## What the task requires
What's needed is a full, exact retyping of the records.

══════════

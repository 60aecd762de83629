//! # Error Types
//!
//! Domain-specific error types for atrium-core.
//!
//! ## Error Hierarchy
//! ```text
//! ┌─────────────────────────────────────────────────────────────────────────┐
//! │                         Error Types                                     │
//! │                                                                         │
//! │  atrium-core errors (this file)                                        │
//! │  └── ValidationError  - Input validation failures                      │
//! │                                                                         │
//! │  atrium-store errors (separate crate)                                  │
//! │  └── StoreError       - Token store operation failures                 │
//! │                                                                         │
//! │  atrium-sync errors (separate crate)                                   │
//! │  └── SyncError        - What the UI shell sees                         │
//! │                                                                         │
//! │  Flow: ValidationError → SyncError → UI shell (inline message)         │
//! └─────────────────────────────────────────────────────────────────────────┘
//! ```
//!
//! ## Design Principles
//! 1. Use `thiserror` for derive macros (not manual impl)
//! 2. Include context in error messages (field name, limit, etc.)
//! 3. Errors are enum variants, never String

use thiserror::Error;

// =============================================================================
// Validation Error
// =============================================================================

/// Input validation failures.
///
/// Each variant maps to an inline, user-correctable message in the shell.
#[derive(Debug, Error, Clone, PartialEq, Eq)]
pub enum ValidationError {
    /// A required field was empty.
    #[error("{field} is required")]
    Required { field: String },

    /// A field exceeded its maximum length.
    #[error("{field} must be at most {max} characters")]
    TooLong { field: String, max: usize },
}

impl ValidationError {
    /// Creates a Required error for the given field.
    pub fn required(field: impl Into<String>) -> Self {
        ValidationError::Required {
            field: field.into(),
        }
    }
}
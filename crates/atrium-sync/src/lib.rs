//! # atrium-sync: Session & Notification Sync Engine
//!
//! This crate is the stateful core of the Atrium mobile client: it
//! establishes, persists, and validates an authenticated session across app
//! restarts, and keeps an accurate unread-notification count by combining
//! server polling with locally observed push events.
//!
//! ## Architecture Overview
//! ```text
//! ┌─────────────────────────────────────────────────────────────────────────┐
//! │                        Sync Engine Architecture                         │
//! │                                                                         │
//! │  ┌──────────────────────────────────────────────────────────────────┐  │
//! │  │                   PortalAgent (Orchestrator)                     │  │
//! │  │                                                                  │  │
//! │  │  Constructed by the shell, spawns watcher tasks on start         │  │
//! │  └────────────────────────────┬─────────────────────────────────────┘  │
//! │                               │                                         │
//! │         ┌─────────────────────┼─────────────────────┐                  │
//! │         ▼                     ▼                     ▼                   │
//! │  ┌────────────────┐  ┌────────────────┐  ┌────────────────────────┐    │
//! │  │ SessionManager │  │ UnreadCounter  │  │ PushBridge             │    │
//! │  │                │  │                │  │                        │    │
//! │  │ Auth state     │  │ Sync-ticket    │  │ Permission + device    │    │
//! │  │ machine, sole  │  │ fenced count,  │  │ token registration,    │    │
//! │  │ token store    │  │ gated on the   │  │ delivery/tap events,   │    │
//! │  │ writer         │  │ session        │  │ subscriptions          │    │
//! │  └────────────────┘  └────────────────┘  └────────────────────────┘    │
//! │                                                                         │
//! │  ┌────────────────┐  ┌────────────────┐  ┌────────────────────────┐    │
//! │  │ ForegroundTrig.│  │ PortalApi      │  │ PortalConfig           │    │
//! │  │                │  │                │  │                        │    │
//! │  │ background →   │  │ REST client    │  │ TOML + env, device id  │    │
//! │  │ active resync  │  │ (reqwest)      │  │                        │    │
//! │  └────────────────┘  └────────────────┘  └────────────────────────┘    │
//! │                                                                         │
//! │  DESIGN RULES:                                                         │
//! │  • Single owner per mutable entity (session state, unread count)       │
//! │  • No session ⇒ no sync attempted                                      │
//! │  • Background failures never force a destructive state change          │
//! │  • All I/O awaited; no locking held across the network                 │
//! └─────────────────────────────────────────────────────────────────────────┘
//! ```
//!
//! ## Module Organization
//! - [`agent`] - `PortalAgent` orchestrator, builder, event emitter trait
//! - [`api`] - `PortalApi` trait and the reqwest implementation
//! - [`config`] - Engine configuration (TOML + env)
//! - [`error`] - Error taxonomy
//! - [`foreground`] - Lifecycle-transition resync
//! - [`push`] - Push registration & delivery bridge
//! - [`session`] - Session manager state machine
//! - [`telemetry`] - Tracing subscriber setup
//! - [`unread`] - Unread notification count synchronizer
//!
//! ## Usage
//! ```rust,ignore
//! use atrium_sync::{PortalAgent, PortalConfig};
//!
//! atrium_sync::telemetry::init_tracing();
//!
//! let config = PortalConfig::load_or_default(None);
//! let mut agent = PortalAgent::builder(config).build().await?;
//!
//! // Restores any persisted session (trust-on-presence) and starts the
//! // watcher tasks.
//! let restored = agent.start().await?;
//!
//! // The shell wires its own surfaces:
//! agent.session().login("ANG123", "secret").await?;
//! agent.foreground().unwrap().notify_active();
//! let count = agent.unread().count();
//! ```

// =============================================================================
// Module Declarations
// =============================================================================

pub mod agent;
pub mod api;
pub mod config;
pub mod error;
pub mod foreground;
pub mod push;
pub mod session;
pub mod telemetry;
pub mod unread;

#[cfg(test)]
pub(crate) mod testing;

// =============================================================================
// Re-exports
// =============================================================================

pub use agent::{NoOpEmitter, PortalAgent, PortalAgentBuilder, PortalEventEmitter};
pub use api::{HttpPortalApi, NotificationPage, PortalApi};
pub use config::{ApiSettings, DeviceSettings, PortalConfig, SyncSettings};
pub use error::{SyncError, SyncResult};
pub use foreground::{ForegroundHandle, LifecycleEvent};
pub use push::{DisabledPushPlatform, PushBridge, PushEvent, PushPlatform, SubscriptionId};
pub use session::SessionManager;
pub use unread::UnreadCounter;

// Re-export the domain types shells commonly need alongside the engine.
pub use atrium_core::{Notification, Session, SessionState, User, UserType};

══════════

## Answer
repository 60aecd762de83629
//! # Error Types
//!
//! Domain-specific error types for atrium-core.
//!
//! ## Error Hierarchy
//! ```text
//! ┌─────────────────────────────────────────────────────────────────────────┐
//! │                         Error Types                                     │
//! │                                                                         │
//! │  atrium-core errors (this file)                                        │
//! │  └── ValidationError  - Input validation failures                      │
//! │                                                                         │
//! │  atrium-store errors (separate crate)                                  │
//! │  └── StoreError       - Token store operation failures                 │
//! │                                                                         │
//! │  atrium-sync errors (separate crate)                                   │
//! │  └── SyncError        - What the UI shell sees                         │
//! │                                                                         │
//! │  Flow: ValidationError → SyncError → UI shell (inline message)         │
//! └─────────────────────────────────────────────────────────────────────────┘
//! ```
//!
//! ## Design Principles
//! 1. Use `thiserror` for derive macros (not manual impl)
//! 2. Include context in error messages (field name, limit, etc.)
//! 3. Errors are enum variants, never String

use thiserror::Error;

// =============================================================================
// Validation Error
// =============================================================================

/// Input validation failures.
///
/// Each variant maps to an inline, user-correctable message in the shell.
#[derive(Debug, Error, Clone, PartialEq, Eq)]
pub enum ValidationError {
    /// A required field was empty.
    #[error("{field} is required")]
    Required { field: String },

    /// A field exceeded its maximum length.
    #[error("{field} must be at most {max} characters")]
    TooLong { field: String, max: usize },
}

impl ValidationError {
    /// Creates a Required error for the given field.
    pub fn required(field: impl Into<String>) -> Self {
        ValidationError::Required {
            field: field.into(),
        }
    }
}
filename crates/atrium-sync/src/lib.rs
//! # atrium-sync: Session & Notification Sync Engine
//!
//! This crate is the stateful core of the Atrium mobile client: it
//! establishes, persists, and validates an authenticated session across app
//! restarts, and keeps an accurate unread-notification count by combining
//! server polling with locally observed push events.
//!
//! ## Architecture Overview
//! ```text
//! ┌─────────────────────────────────────────────────────────────────────────┐
//! │                        Sync Engine Architecture                         │
//! │                                                                         │
//! │  ┌──────────────────────────────────────────────────────────────────┐  │
//! │  │                   PortalAgent (Orchestrator)                     │  │
//! │  │                                                                  │  │
//! │  │  Constructed by the shell, spawns watcher tasks on start         │  │
//! │  └────────────────────────────┬─────────────────────────────────────┘  │
//! │                               │                                         │
//! │         ┌─────────────────────┼─────────────────────┐                  │
//! │         ▼                     ▼                     ▼                   │
//! │  ┌────────────────┐  ┌────────────────┐  ┌────────────────────────┐    │
//! │  │ SessionManager │  │ UnreadCounter  │  │ PushBridge             │    │
//! │  │                │  │                │  │                        │    │
//! │  │ Auth state     │  │ Sync-ticket    │  │ Permission + device    │    │
//! │  │ machine, sole  │  │ fenced count,  │  │ token registration,    │    │
//! │  │ token store    │  │ gated on the   │  │ delivery/tap events,   │    │
//! │  │ writer         │  │ session        │  │ subscriptions          │    │
//! │  └────────────────┘  └────────────────┘  └────────────────────────┘    │
//! │                                                                         │
//! │  ┌────────────────┐  ┌────────────────┐  ┌────────────────────────┐    │
//! │  │ ForegroundTrig.│  │ PortalApi      │  │ PortalConfig           │    │
//! │  │                │  │                │  │                        │    │
//! │  │ background →   │  │ REST client    │  │ TOML + env, device id  │    │
//! │  │ active resync  │  │ (reqwest)      │  │                        │    │
//! │  └────────────────┘  └────────────────┘  └────────────────────────┘    │
//! │                                                                         │
//! │  DESIGN RULES:                                                         │
//! │  • Single owner per mutable entity (session state, unread count)       │
//! │  • No session ⇒ no sync attempted                                      │
//! │  • Background failures never force a destructive state change          │
//! │  • All I/O awaited; no locking held across the network                 │
//! └─────────────────────────────────────────────────────────────────────────┘
//! ```
//!
//! ## Module Organization
//! - [`agent`] - `PortalAgent` orchestrator, builder, event emitter trait
//! - [`api`] - `PortalApi` trait and the reqwest implementation
//! - [`config`] - Engine configuration (TOML + env)
//! - [`error`] - Error taxonomy
//! - [`foreground`] - Lifecycle-transition resync
//! - [`push`] - Push registration & delivery bridge
//! - [`session`] - Session manager state machine
//! - [`telemetry`] - Tracing subscriber setup
//! - [`unread`] - Unread notification count synchronizer
//!
//! ## Usage
//! ```rust,ignore
//! use atrium_sync::{PortalAgent, PortalConfig};
//!
//! atrium_sync::telemetry::init_tracing();
//!
//! let config = PortalConfig::load_or_default(None);
//! let mut agent = PortalAgent::builder(config).build().await?;
//!
//! // Restores any persisted session (trust-on-presence) and starts the
//! // watcher tasks.
//! let restored = agent.start().await?;
//!
//! // The shell wires its own surfaces:
//! agent.session().login("ANG123", "secret").await?;
//! agent.foreground().unwrap().notify_active();
//! let count = agent.unread().count();
//! ```

// =============================================================================
// Module Declarations
// =============================================================================

pub mod agent;
pub mod api;
pub mod config;
pub mod error;
pub mod foreground;
pub mod push;
pub mod session;
pub mod telemetry;
pub mod unread;

#[cfg(test)]
pub(crate) mod testing;

// =============================================================================
// Re-exports
// =============================================================================

pub use agent::{NoOpEmitter, PortalAgent, PortalAgentBuilder, PortalEventEmitter};
pub use api::{HttpPortalApi, NotificationPage, PortalApi};
pub use config::{ApiSettings, DeviceSettings, PortalConfig, SyncSettings};
pub use error::{SyncError, SyncResult};
pub use foreground::{ForegroundHandle, LifecycleEvent};
pub use push::{DisabledPushPlatform, PushBridge, PushEvent, PushPlatform, SubscriptionId};
pub use session::SessionManager;
pub use unread::UnreadCounter;

// Re-export the domain types shells commonly need alongside the engine.
pub use atrium_core::{Notification, Session, SessionState, User, UserType};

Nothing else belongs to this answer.